Examination of Witnesses (Questions 80-83)



Mr David Chidgey

  80. Mr Simon, I have read your article that was produced in spring 2000. I note the chilling accuracy of your comments then, some time before the events of September 11, and it is on this issue that you have been debating here now. You mentioned in your paper the added complication of a bulge in population of Arab youth, and in a general sense Muslim youth, which adds to the problems we might face in terms of potential recruits to the terrorist cause. That brings me to the heart of the question. How much do you believe the economic and social conditions in Muslim and Arab countries has an impact in terms of poverty on the creating of frustration amongst those peoples with their forms of government and that being directed against the West; or is it totally motivated by a particular form of religious fanaticism?
  (Mr Simon) Let me weasel out of this one, if I may, by saying that the underlying concerns are indeed socio-economic in nature. They are also political, in the sense that the socio-economic complaints are aggravated by what we might call a very low grade of popular political participation in the systems that might be in a position to do something about these socio-economic conditions. The problem is that these concerns, for reasons having to do with the political systems in these countries, find expression in religious terms. Once that happens, the issues become transformed into religious issues and are therefore not subject to negotiation or bargaining. Once this process takes place, the result biases outcomes in the direction of violence.

  81. It is a pretty grim prospect, then.
  (Mr Simon) It is a very bleak prospect actually.

Sir John Stanley

  82. Can I turn to the issue of the linkage or not between al-Qaeda and the Saddam Hussein regime. As you are aware, British ministers, including the Foreign Secretary, in front of this Committee have so far been very cautious about indicating any firm evidence of linkage between al-Qaeda and Saddam Hussein. However, the Director of the Central Intelligence Agency, George Tenet, in his open public letter of 7 October to Senator Bob Graham, Chairman of the Senate Intelligence Committee, went far further than British ministers have been willing to do so far in public. I will give you four key bullet points from Mr Tenet's letter to Senator Graham: "We have solid reporting of senior level contacts between Iraq and al-Qaeda going back a decade; credible information indicates that Iraq and al-Qaeda have discussed safe haven and reciprocal non-aggression; since operation Enduring Freedom we have solid evidence of the presence of Iraq of al-Qaeda members, including some that have been in Baghdad; we have credible reporting that al-Qaeda leaders sought contacts in Iraq who could help them acquire WMD capabilities; and the reporting also stated that Iraq has provided training to al-Qaeda members in the areas of poisons and gases and making conventional bombs." From your position, would you endorse the comments made by George Tenet, or would you take the much more cautious position so far adopted by the British Government?
  (Mr Simon) There is no question that there are many al-Qaeda personnel in Iraq. Many Iraqis went to Afghanistan and many Iraqis returned. These have mostly settled in the north, in the areas under Kurdish control. They have established or strengthened links with the regime in Baghdad that seeks to use them to destabilise anti-regime Kurdish parties in Kurdistan; so there is a bit of a marriage of convenience. I have no doubt that al-Qaeda representatives have tried to get chemical and biological weapons out of the Iraqis. This group, al-Qaeda, has been all over the world trying to find material like this. They have not been very successful over the past decade, but they have been very assiduous in their efforts. I also do not have a hard time believing that there have been various—as the DCI was saying—senior al-Qaeda people circulating through Baghdad over the years. Baghdad is an entrepot of many nasty characters of many different stripes. I will stop there.
  (Dr Chipman) Certainly, IISS publications have analysed the presence of people with known connections to al-Qaeda in northern Iraq in the Kurdish areas,to which Steve Simon referred. This is pure speculation, but I expect the reticence of the British Government on this point derives from questions they have about the degree of collaboration that might sometimes be asserted between al-Qaeda and Iraq, as opposed to the intensity or otherwise of occasional contact between al-Qaeda individuals and the government of Iraq.
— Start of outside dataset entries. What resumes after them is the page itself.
//! Host side of the protocol engine boundary.
//!
//! The engine is opaque: it receives the element attributes once, then
//! exchanges single JSON messages with the controller. [`ProcessEngine`] runs
//! it as a child process speaking newline-delimited JSON over stdio.

use crate::models::{OutboundMessage, PluginElement};
use crate::utils::error::{LauncherError, Result};
use serde_json::{json, Value};
use std::path::PathBuf;
use std::process::Stdio;
use std::sync::Arc;
use tokio::io::{AsyncBufReadExt, AsyncWriteExt, BufReader};
use tokio::process::{Child, ChildStdin, Command};
use tokio::sync::{mpsc, oneshot};

/// Lifecycle and message events raised by an engine instance
#[derive(Debug, Clone, PartialEq)]
pub enum EngineEvent {
    /// The engine accepted its attributes and is running
    Load,
    /// One inbound message
    Message(Value),
    /// The engine died; carries a short reason
    Crash(String),
    /// The engine finished on its own
    Exit,
}

/// Fire-and-forget message channel into a running engine
pub trait EnginePort: Send + Sync {
    fn post_message(&self, message: &OutboundMessage) -> Result<()>;
}

/// A started engine: where to post messages and where its events arrive
pub struct EngineHandle {
    pub port: Arc<dyn EnginePort>,
    pub events: mpsc::UnboundedReceiver<EngineEvent>,
}

/// Instantiates engines from a configured element
pub trait EngineLoader: Send + Sync {
    /// Begin loading the engine described by `element`.
    ///
    /// Never fails synchronously; a failure to start is reported as
    /// [`EngineEvent::Crash`] on the returned handle.
    fn insert(&self, element: &PluginElement) -> EngineHandle;
}

/// Runs the engine executable named by the element's `src` attribute
pub struct ProcessEngine {
    args: Vec<String>,
}

impl ProcessEngine {
    pub fn new(args: Vec<String>) -> Self {
        Self { args }
    }

    /// Find the engine executable, either as a path or on `PATH`
    pub fn resolve(src: &str) -> Result<PathBuf> {
        which::which(src)
            .map_err(|e| LauncherError::InitFailed(format!("engine executable not found: {} ({})", src, e)))
    }

    fn spawn(&self, src: &str) -> std::io::Result<Child> {
        Command::new(src)
            .args(&self.args)
            .stdin(Stdio::piped())
            .stdout(Stdio::piped())
            .stderr(Stdio::piped())
            .kill_on_drop(true)
            .spawn()
    }
}

impl EngineLoader for ProcessEngine {
    fn insert(&self, element: &PluginElement) -> EngineHandle {
        let (event_tx, events) = mpsc::unbounded_channel();
        let (line_tx, line_rx) = mpsc::unbounded_channel();
        let port = Arc::new(ProcessPort { lines: line_tx });

        let Some(src) = element.src() else {
            let _ = event_tx.send(EngineEvent::Crash("element has no src".to_string()));
            return EngineHandle { port, events };
        };

        match self.spawn(src) {
            Ok(child) => {
                tracing::info!("Started engine {} (pid {:?})", src, child.id());
                let attributes = json!({ "attributes": element.attributes() }).to_string();
                supervise(child, attributes, line_rx, event_tx);
            }
            Err(e) => {
                tracing::error!("Failed to start engine {}: {}", src, e);
                let _ = event_tx.send(EngineEvent::Crash(format!("failed to start {}: {}", src, e)));
            }
        }

        EngineHandle { port, events }
    }
}

struct ProcessPort {
    lines: mpsc::UnboundedSender<String>,
}

impl EnginePort for ProcessPort {
    fn post_message(&self, message: &OutboundMessage) -> Result<()> {
        let line = serde_json::to_string(message)?;
        self.lines
            .send(line)
            .map_err(|_| LauncherError::EngineError("engine input is closed".to_string()))
    }
}

fn supervise(
    mut child: Child,
    attributes: String,
    mut lines: mpsc::UnboundedReceiver<String>,
    events: mpsc::UnboundedSender<EngineEvent>,
) {
    let (Some(stdin), Some(stdout)) = (child.stdin.take(), child.stdout.take()) else {
        let _ = events.send(EngineEvent::Crash("engine stdio unavailable".to_string()));
        return;
    };
    let stderr = child.stderr.take();
    let (loaded_tx, loaded_rx) = oneshot::channel::<()>();

    // Writer: attributes first, then queued messages in order
    let load_events = events.clone();
    tokio::spawn(async move {
        let mut stdin = stdin;
        if let Err(e) = write_line(&mut stdin, &attributes).await {
            tracing::error!("Failed to hand attributes to engine: {}", e);
            return;
        }
        let _ = load_events.send(EngineEvent::Load);
        let _ = loaded_tx.send(());

        while let Some(line) = lines.recv().await {
            if let Err(e) = write_line(&mut stdin, &line).await {
                tracing::warn!("Engine input closed: {}", e);
                break;
            }
        }
    });

    // Reader: one JSON message per line, only after Load went out
    let message_events = events.clone();
    let reader = tokio::spawn(async move {
        let _ = loaded_rx.await;
        let mut reader = BufReader::new(stdout).lines();
        loop {
            match reader.next_line().await {
                Ok(Some(line)) if line.trim().is_empty() => continue,
                Ok(Some(line)) => match serde_json::from_str::<Value>(&line) {
                    Ok(value) => {
                        if message_events.send(EngineEvent::Message(value)).is_err() {
                            break;
                        }
                    }
                    Err(e) => tracing::warn!("Skipping malformed engine output ({}): {:?}", e, line),
                },
                Ok(None) => break,
                Err(e) => {
                    tracing::warn!("Engine output closed: {}", e);
                    break;
                }
            }
        }
    });

    if let Some(stderr) = stderr {
        tokio::spawn(async move {
            let mut reader = BufReader::new(stderr).lines();
            while let Ok(Some(line)) = reader.next_line().await {
                tracing::debug!("engine: {}", line);
            }
        });
    }

    tokio::spawn(async move {
        let event = match child.wait().await {
            Ok(status) if status.success() => EngineEvent::Exit,
            Ok(status) => EngineEvent::Crash(format!("engine exited with {}", status)),
            Err(e) => EngineEvent::Crash(format!("failed to wait for engine: {}", e)),
        };
        // Deliver everything the engine printed before it went away
        let _ = reader.await;
        let _ = events.send(event);
    });
}

async fn write_line(stdin: &mut ChildStdin, line: &str) -> std::io::Result<()> {
    stdin.write_all(line.as_bytes()).await?;
    stdin.write_all(b"\n").await?;
    stdin.flush().await
}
  83. In short, you therefore incline to the more cautious interpretation.
  (Dr Samore) I agree with my colleagues; the more conservative view makes sense to me. I would also add that it seems to me that if Saddam wanted to deliver chemical or biological weapons through unconventional means, he might very well choose his own intelligence apparatus, rather than run the risk of giving it to some group that he does not have complete control over.

  Chairman: Time is up, alas, but if there are matters that you would like to comment on further, it would be of great assistance to the Committee if you were to write. Thank you very much indeed.